Sevag'ın ailesi olayla alakalı açıklama yapmaktan imtina ediyorlar, yaptıklarındaysa oldukça itidalli konuşuyorlar. Örneğin anne Ani Balıkçı şöyle demiş:
"Olay kaza mı yoksa değil mi henüz bilmiyoruz. Pazar günü avukatlarımızla birlikte olay yerine gidip oradaki yetkililerle görüşeceğiz. Alacağımız raporla her şey netlik kazanacak. (...) Olayın 24 Nisan ya da soykırımla falan ilgisi yok. Benim kimseden korkum yok, oğlum gitmiş neden korkabilirim ki."
Alacakları bir raporla her şey netlik kazanacak mı emin değilim ancak onların neden tek bir raporla ikna olmak istediklerini de sanırım anlayabiliyorum... Fakat Sevag'ın nişanlısının verdiği bilgiler sadece bir kaza kurşunundan bahsettiğimize yönelik şüpheleri artırır cinsten ne yazık ki.
Taraf'tan Markar Esayan, perşembe günkü yazısında nişanlısının ağzından olayı şöyle aktarmış:
"50 lira çalınmış. Suç da Sevag'ın üzerine kalmış. Bir uzman çavuş karın boşluğuna yumruk atmış, başını da yatağa çarpmış. Karakola bildirdiler. Ancak baskıyla dilekçeyi geri aldırdılar. Ben de 'Terhise iki ay kalmış, uğraşma' dedim. O öldürüldü. Askerdeki ülkücülerden baskı görüyordu. Bence 24 Nisan Ermeni Soykırımı'nı Anma Günü'nü konuşuyorlardı; biri de çekti vurdu."
Askerde olan gençlerin pek çoğu gibi Sevag'ın da en yakın gördüğü nişanlısına durumunu içtenlikle aktardığını düşünmek sanırım yanlış olmaz.
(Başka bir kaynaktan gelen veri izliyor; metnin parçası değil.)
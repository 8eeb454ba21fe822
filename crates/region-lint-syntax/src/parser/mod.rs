//! # Parser - Event-Based Tree Construction
//!
//! This module implements the core parsing logic, transforming a token stream
//! into a syntax tree using the **event-based** architecture from rust-analyzer.
//!
//! ## Why Event-Based Parsing?
//!
//! Instead of building the tree directly, grammar rules emit a flat list of
//! **events** ([`Event`]) that describe the tree structure. The [`Sink`] then
//! builds the actual Rowan tree from events. This keeps grammar code free of
//! Rowan details and lets the sink decide where trivia goes.
//!
//! ## Trivia
//!
//! The parser only ever looks at significant tokens: `current()`, `nth()` and
//! `at()` skip whitespace, comments and preprocessor lines. Those are woven
//! back into the tree by the sink, so a `#region` line ends up inside
//! whichever node is open when the next real token is consumed.
//!
//! ## The Marker System
//!
//! When you call `parser.start()`, you get a [`Marker`]. This marker **must**
//! be either:
//!
//! - Completed with `marker.complete(parser, KIND)` → emits Start+Finish
//! - Abandoned with `marker.abandon(parser)` → removes the placeholder
//!
//! If you drop a marker without doing either, **the program panics**. This
//! prevents accidentally leaving the tree in an inconsistent state.
//!
//! ```ignore
//! let m = parser.start();
//! parser.bump();
//! m.complete(parser, SyntaxKind::EMPTY_STMT);
//! ```
//!
//! ## Public API
//!
//! The main entry point is [`parse`]:
//!
//! ```
//! use region_lint_syntax::parse;
//!
//! let tree = parse("class C { void M() { } }");
//! println!("{:#?}", tree);
//! ```

pub mod event;
pub mod sink;

mod grammar;

use crate::lexer::{Token, lex};
use crate::syntax_kind::{SyntaxKind, SyntaxNode};
use event::Event;
use sink::Sink;

/// The parser state machine.
///
/// Holds the token stream, current position, and accumulated events.
/// Grammar functions receive `&mut Parser` and use its methods to:
///
/// - Inspect tokens: `current()`, `nth()`, `at()`, `at_end()`, `at_contextual()`
/// - Consume tokens: `bump()`, `eat()`
/// - Build structure: `start()` → `Marker` → `complete()`/`abandon()`
pub struct Parser<'t, 'input> {
    tokens: &'t [Token<'input>],
    /// Indices into `tokens` of every non-trivia token
    significant: Vec<usize>,
    pos: usize,
    last: SyntaxKind,
    events: Vec<Event>,
}

impl<'t, 'input> Parser<'t, 'input> {
    /// Create a new parser from a slice of tokens (trivia included).
    pub fn new(tokens: &'t [Token<'input>]) -> Self {
        let significant = tokens
            .iter()
            .enumerate()
            .filter(|(_, t)| !t.kind.is_trivia())
            .map(|(i, _)| i)
            .collect();
        Self {
            tokens,
            significant,
            pos: 0,
            last: SyntaxKind::EOF,
            events: Vec::new(),
        }
    }

    /// Parse the tokens and return a syntax tree.
    pub fn parse(mut self) -> SyntaxNode {
        grammar::root(&mut self);
        let sink = Sink::new(self.tokens, self.events);
        sink.finish()
    }

    /// Start a new node and return a marker.
    pub fn start(&mut self) -> Marker {
        let pos = self.events.len();
        self.events.push(Event::Placeholder);
        Marker {
            pos,
            completed: false,
        }
    }

    /// Current token kind, or EOF if past end.
    pub fn current(&self) -> SyntaxKind {
        self.nth(0)
    }

    /// Look ahead n significant tokens.
    pub fn nth(&self, n: usize) -> SyntaxKind {
        self.significant
            .get(self.pos + n)
            .map(|&i| self.tokens[i].kind)
            .unwrap_or(SyntaxKind::EOF)
    }

    /// Text of the significant token n positions ahead.
    pub fn nth_text(&self, n: usize) -> &'input str {
        self.significant
            .get(self.pos + n)
            .map(|&i| self.tokens[i].text)
            .unwrap_or("")
    }

    /// Get the text of the current token.
    pub fn current_text(&self) -> &'input str {
        self.nth_text(0)
    }

    /// Check if at end of input.
    pub fn at_end(&self) -> bool {
        self.pos >= self.significant.len()
    }

    /// Check if current token is of given kind.
    pub fn at(&self, kind: SyntaxKind) -> bool {
        self.current() == kind
    }

    /// Check if current token is one of the given kinds.
    pub fn at_any(&self, kinds: &[SyntaxKind]) -> bool {
        kinds.contains(&self.current())
    }

    /// Check for a contextual keyword such as `get` or `record`.
    pub fn at_contextual(&self, word: &str) -> bool {
        self.at(SyntaxKind::IDENT) && self.current_text() == word
    }

    /// Kind of the most recently consumed token, EOF before the first bump.
    pub fn last(&self) -> SyntaxKind {
        self.last
    }

    /// Consume the current token if it matches.
    pub fn eat(&mut self, kind: SyntaxKind) -> bool {
        if self.at(kind) {
            self.bump();
            true
        } else {
            false
        }
    }

    /// Consume the current token unconditionally.
    pub fn bump(&mut self) {
        if !self.at_end() {
            let kind = self.current();
            self.events.push(Event::token(kind));
            self.last = kind;
            self.pos += 1;
        }
    }

    /// Wrap the current token in an ERROR node and consume it.
    pub fn bump_error(&mut self) {
        let m = self.start();
        self.bump();
        m.complete(self, SyntaxKind::ERROR);
    }
}

/// A marker for a node being constructed.
///
/// When you call `parser.start()`, a `Placeholder` event is pushed and you
/// get a `Marker` pointing to it. The `#[must_use]` attribute and the `Drop`
/// impl together enforce that every marker is either completed or abandoned.
#[must_use = "Markers must be completed or abandoned, dropping them is a bug"]
pub struct Marker {
    /// Position in the events vector where our Placeholder lives
    pos: usize,
    /// Tracks whether complete() or abandon() was called
    completed: bool,
}

impl Marker {
    /// Complete this marker, creating a node of the given kind.
    pub fn complete(mut self, p: &mut Parser<'_, '_>, kind: SyntaxKind) {
        self.completed = true;
        let event_at_pos = &mut p.events[self.pos];
        assert!(matches!(event_at_pos, Event::Placeholder));
        *event_at_pos = Event::start(kind);
        p.events.push(Event::Finish);
    }

    /// Abandon this marker without creating a node.
    ///
    /// **Note**: This only removes the placeholder if it's the last event.
    /// If other events were pushed after `start()`, the placeholder becomes
    /// inert and is ignored by the Sink.
    pub fn abandon(mut self, p: &mut Parser<'_, '_>) {
        self.completed = true;
        if self.pos == p.events.len() - 1 {
            match p.events.pop() {
                Some(Event::Placeholder) => {}
                _ => unreachable!(),
            }
        }
    }
}

impl Drop for Marker {
    fn drop(&mut self) {
        if !self.completed && !std::thread::panicking() {
            panic!("Marker must be either completed or abandoned");
        }
    }
}

/// Parse C# source into a syntax tree.
pub fn parse(source: &str) -> SyntaxNode {
    let tokens = lex(source);
    let parser = Parser::new(&tokens);
    parser.parse()
}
Jandarma Genel Komutanlığı ise yaptığı açıklamayla Sevag'ın nişanlısının iddialarını reddediyor:
"Grubun emniyetini sağlamakla görevli iki askerden biri olan ve vefat eden erimizin çok samimi arkadaşı olan bir er tüfeği ile oynadığı sırada Balıkçı'yı karın boşluğundan kazaen vurmuştur. Aile ile varılan mutabakat doğrultusunda, önümüzdeki günlerde, ailenin, olayın vuku bulduğu karakolda misafir edilmesi ve vefat eden erimizin komutanları ve arkadaşları ile baş başa görüştürülmesi planlanmıştır. Vefat eden erimizin, karakolda vuku bulan bir başka olay nedeniyle suçlanması, bu yüzden şikâyet dilekçesi vermesi, gördüğü baskı sonucu dilekçesini geri alması gibi hususlar gerçeği yansıtmamaktadır."
Olayın 24 Nisan tarihiyle ilişkilendirilmesini istemediği söyleyen anne Ani Balıkçı, oğlunun "komutanı tarafından özel koruma altına alındığını" da sözlerine eklemiş. Bu noktada eğer Sevag'ın üzerinde her hangi bir baskı söz konusu değilse, diğer erlerden farklı olarak "koruma altına" alınma ihtiyacı hissedilmesinin sebebi neydi diye sormak icap ediyor.
Zihindeki şüphelerden yola çıkarak bir kanıya varmak da "vatan sağolsun" refleksiyle hareket edip bu olayın üstünü örtmek de hatalı olur. Unutmayalım ki TSK'da bugüne değin yaşanan 420'yi aşkın intihar vakası var ve bu asker ailelerinin bir kısmı hâlâ "intihar" açıklamasına inanmadıkları için mahkeme kapılarında...
Yani başıma bir iş gelmeyecekse Sevag'ın ölümünün hakkıyla aydınlatılmasını istiyorum. Balıkçı ailesine ve Sevag'ın sevenlerine baş sağlığı diliyorum.